The CFX96 Touch System is a powerful, precise, and flexible real-time PCR detection system. With up to five-target detection, unsurpassed thermal cycler performance, unrivaled stand-alone functionality, and powerful yet easy-to-use software, the CFX96 Touch System is designed to advance your qPCR.

What is PCR Bio Rad?

Polymerase chain reaction (PCR) is a technique used to exponentially amplify a specific target DNA sequence, allowing for the isolation, sequencing, or cloning of a single sequence among many. Typically, a PCR is a three-step reaction.

What is allelic discrimination?

Allelic Discrimination (AD) assay is a multiplexed, end-point assay that detects variants of a single nucleic acid sequence. The presence of two primer/probe pairs in each reaction allows genotyping of the two possible variants at the single-nucleic polymorphism (SNP) site in a target template sequence.

How do you read real time PCR results?

Real time PCR results are visualized in an amplification plot. Fluorescence is represented on the Y axis, whereas the number of PCR cycles is plotted in the X axis.

How much is a real time PCR machine?

A simple PCR machine like Bio-Rad T100 thermal cycler has a list price of 4912 USD (with a promotional price of 2595 USD in the US) as of Jan 30, 2019. The cost of rtPCR systems ranges anywhere from 15,000$ for some RotorGene models to over 90,000$ for QuantStudio 12k.

Does PCR have any limitations?

Although PCR is a valuable technique, it does have limitations. Therefore, PCR can only be used to identify the presence or absence of a known pathogen or gene. Another limitation is that the primers used for PCR can anneal non-specifically to sequences that are similar, but not completely identical to target DNA.

How do TaqMan probes work?

TaqMan probes consist of a fluorophore covalently attached to the 5′-end of the oligonucleotide probe and a quencher at the 3′-end. Degradation of the probe releases the fluorophore from it and breaks the proximity to the quencher, thus relieving the quenching effect and allowing fluorescence of the fluorophore.

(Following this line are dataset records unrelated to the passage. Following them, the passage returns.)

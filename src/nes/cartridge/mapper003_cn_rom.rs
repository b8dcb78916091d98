use std::ops::RangeInclusive;

use super::bank_switch::BankSwitch;
use super::{check_register_len, Mapper};
use crate::nes::save_state::SaveStateError;

/// CNROM: fixed PRG, 8 KiB CHR bank selected by any write to $8000-$FFFF
#[derive(Debug, Default)]
pub struct CnRom;

impl Mapper for CnRom {
    fn mapper_no(&self) -> u16 {
        3
    }

    fn write_ranges(&self) -> Vec<RangeInclusive<u16>> {
        vec![0x8000..=0xFFFF]
    }

    fn reset(&mut self, banks: &mut BankSwitch) {
        banks.set_prg_bank_32k(0);
        banks.set_chr_bank_8k(0);
    }

    fn write(&mut self, _addr: u16, value: u8, banks: &mut BankSwitch) {
        banks.set_chr_bank_8k(value as usize);
    }

    fn save_registers(&self) -> Vec<u8> {
        Vec::new()
    }

    fn load_registers(&mut self, regs: &[u8]) -> Result<(), SaveStateError> {
        check_register_len(3, regs, 0)
    }
}

#[cfg(test)]
mod tests {
    use super::super::test_util::*;

    #[test]
    fn selects_8k_chr_bank() {
        let mut cart = cart(3, 4, 32);
        cart.cpu_write(0x8000, 2);
        assert_eq!(cart.ppu_read(0x0000), 16);
        assert_eq!(cart.ppu_read(0x1FFF), 23);
        // PRG untouched
        assert_eq!(cart.cpu_read(0x8000), 0);
    }

    #[test]
    fn chr_bank_wraps() {
        let mut cart = cart(3, 4, 32);
        cart.cpu_write(0xC000, 6); // 4 banks: 6 -> 2
        assert_eq!(cart.ppu_read(0x0000), 16);
    }
}
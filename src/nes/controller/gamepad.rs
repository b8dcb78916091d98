// See: https://www.nesdev.org/wiki/Controller_reading

use super::PAD_COUNT;
use bitflags::bitflags;

bitflags! {
    #[derive(Copy, Clone, Debug, PartialEq, Eq, Default)]
    pub struct PadButtons: u8 {
        const BUTTON_A = 0b0000_0001;
        const BUTTON_B = 0b0000_0010;
        const SELECT   = 0b0000_0100;
        const START    = 0b0000_1000;
        const UP       = 0b0001_0000;
        const DOWN     = 0b0010_0000;
        const LEFT     = 0b0100_0000;
        const RIGHT    = 0b1000_0000;
    }
}

/// Both controller ports: live button masks plus the shift registers latched
/// by the strobe.
#[derive(Debug, Default, Clone)]
pub struct GamePad {
    status: [PadButtons; PAD_COUNT],
    shift_registers: [u8; PAD_COUNT],
}

impl GamePad {
    pub fn new() -> Self {
        Self::default()
    }

    /// Stores the pressed buttons for pad `no`. Opposing directions held
    /// together cancel out.
    pub fn set_status(&mut self, no: usize, status: PadButtons) {
        if no >= PAD_COUNT {
            return;
        }
        let mut status = status;
        let lr = PadButtons::LEFT | PadButtons::RIGHT;
        let ud = PadButtons::UP | PadButtons::DOWN;
        if status.contains(lr) {
            status.remove(lr);
        }
        if status.contains(ud) {
            status.remove(ud);
        }
        self.status[no] = status;
    }

    pub fn status(&self, no: usize) -> PadButtons {
        self.status.get(no).copied().unwrap_or_default()
    }

    pub fn latch(&mut self) {
        for (shift, status) in self.shift_registers.iter_mut().zip(self.status.iter()) {
            *shift = status.bits();
        }
    }

    /// Next bit of pad `no`, button A first. Reads past the eighth return 0.
    pub fn shift(&mut self, no: usize) -> u8 {
        let Some(register) = self.shift_registers.get_mut(no) else {
            return 0;
        };
        let value = *register;
        *register = value >> 1;
        value & 1
    }
}
use std::ops::RangeInclusive;

use log::debug;

use super::bank_switch::BankSwitch;
use super::{check_register_len, Mapper, Mirroring};
use crate::nes::save_state::SaveStateError;

const SHIFT_RESET: u8 = 0x10;
const CONTROL_RESET: u8 = 0x0C; // PRG mode 3, CHR mode 0, nametable 0
const REGISTER_COUNT: usize = 6;

/// MMC1 (iNES mapper #1)
///
/// Registers are loaded one bit at a time through a 5-bit shift register;
/// the fifth write commits the value to the register picked by the address.
#[derive(Debug)]
pub struct Mmc1 {
    shift_reg: u8,
    shift_count: u8,

    control: u8,
    chr_bank0: u8,
    chr_bank1: u8,
    prg_bank: u8,
}

impl Mmc1 {
    pub fn new() -> Self {
        Mmc1 {
            shift_reg: SHIFT_RESET,
            shift_count: 0,
            control: CONTROL_RESET,
            chr_bank0: 0,
            chr_bank1: 0,
            prg_bank: 0,
        }
    }

    pub fn control(&self) -> u8 {
        self.control
    }

    fn mirroring(&self) -> Mirroring {
        match self.control & 0x03 {
            0 => Mirroring::Single0,
            1 => Mirroring::Single1,
            2 => Mirroring::Vertical,
            _ => Mirroring::Horizontal,
        }
    }

    fn apply(&self, banks: &mut BankSwitch) {
        banks.set_mirroring(self.mirroring());

        let prg = (self.prg_bank & 0x0F) as usize;
        match (self.control >> 2) & 0b11 {
            0 | 1 => banks.set_prg_bank_32k(prg >> 1),
            2 => {
                // First bank fixed at $8000
                banks.set_prg_bank_16k(0, 0);
                banks.set_prg_bank_16k(1, prg);
            }
            _ => {
                // Last bank fixed at $C000
                let last = banks.prg_bank_count_16k() - 1;
                banks.set_prg_bank_16k(0, prg);
                banks.set_prg_bank_16k(1, last);
            }
        }

        if self.control & 0x10 != 0 {
            banks.set_chr_bank_4k(0, self.chr_bank0 as usize);
            banks.set_chr_bank_4k(1, self.chr_bank1 as usize);
        } else {
            banks.set_chr_bank_8k(((self.chr_bank0 & 0x1E) >> 1) as usize);
        }
    }
}

impl Default for Mmc1 {
    fn default() -> Self {
        Self::new()
    }
}

impl Mapper for Mmc1 {
    fn mapper_no(&self) -> u16 {
        1
    }

    fn write_ranges(&self) -> Vec<RangeInclusive<u16>> {
        vec![0x8000..=0xFFFF]
    }

    fn reset(&mut self, banks: &mut BankSwitch) {
        *self = Mmc1::new();
        self.apply(banks);
    }

    fn write(&mut self, addr: u16, value: u8, banks: &mut BankSwitch) {
        // Reset shift register if bit 7 set ($80-$FF)
        if value & 0x80 != 0 {
            self.shift_reg = SHIFT_RESET;
            self.shift_count = 0;
            self.control |= CONTROL_RESET;
            self.apply(banks);
            return;
        }

        // Shift in one bit (LSB first)
        self.shift_reg = (self.shift_reg >> 1) | ((value & 1) << 4);
        self.shift_count += 1;
        if self.shift_count < 5 {
            return;
        }

        let data = self.shift_reg & 0x1F;
        match addr {
            0x8000..=0x9FFF => self.control = data,
            0xA000..=0xBFFF => self.chr_bank0 = data,
            0xC000..=0xDFFF => self.chr_bank1 = data,
            _ => self.prg_bank = data & 0x0F,
        }
        debug!("MMC1 ${:04X} <- {:02X}", addr & 0xE000, data);
        self.shift_reg = SHIFT_RESET;
        self.shift_count = 0;
        self.apply(banks);
    }

    fn save_registers(&self) -> Vec<u8> {
        vec![
            self.shift_reg,
            self.shift_count,
            self.control,
            self.chr_bank0,
            self.chr_bank1,
            self.prg_bank,
        ]
    }

    fn load_registers(&mut self, regs: &[u8]) -> Result<(), SaveStateError> {
        check_register_len(1, regs, REGISTER_COUNT)?;
        if regs[1] >= 5 {
            return Err(SaveStateError::Corrupt(format!(
                "MMC1 shift count {} out of range",
                regs[1]
            )));
        }
        self.shift_reg = regs[0];
        self.shift_count = regs[1];
        self.control = regs[2];
        self.chr_bank0 = regs[3];
        self.chr_bank1 = regs[4];
        self.prg_bank = regs[5];
        Ok(())
    }
}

How are SNPS alleles detected?

PCR-based methods for SNP/mutation detection are broadly categorized into two types-(1) polymorphic or mutant allele-directed specific analysis using primers matched with substituted nucleotide or using oligonucleotides to block or clamp the nontargeted template, and (2) melting curve analysis, which is combined with …

What is the purpose of real-time PCR?

Real-time polymerase chain reaction (real-time PCR) is commonly used to measure gene expression. It is more sensitive than microarrays in detecting small changes in expression but requires more input RNA and is less adaptable to high-throughput studies (1). It is best suited for studies of small subsets of genes.

What is quantitative real-time PCR used for?

Quantitative PCR (Q-PCR) was used to measure the amount of PCR product. It is the preferred method to measure quantitatively the levels of transgenic DNA. Q-PCR is often used to determine the number of copies in the sample.

Is the cfx96 real time PCR detection system interchangeable?

The CFX96 real-time PCR detection system builds on the power and flexibility of the C1000™thermal cycler, adding an easy-to-install interchangeable reaction module to create an exceptional real-time PCR system.

How many targets can a cfx96 system discriminate?

The CFX96 system can discriminate up to five targets in a single reaction well. The optical filter sets are designed to maximize fluorescence detection for specific dyes in specific channels.

How are Bio-Rad plastic consumables validated for DNA?

Bio-Rad’s full line of plastic consumables has been validated to deliver reliable, reproducible results, leaving you one less thing to worry about. Each box of Bio-Rad tubes, plates, and caps is process-sampled and tested to be negative for DNase, RNase, and DNA. Successful Gene Expression

What are the benefits of the cfx96 system?

The CFX96 system’s temperature control produces high average ramp rates and tight uniformity during ramping, to yield fast time to target temperature and faster protocol run times. Run times can be dramatically shortened — to less than 30 minutes — while still producing accurate quantitative results.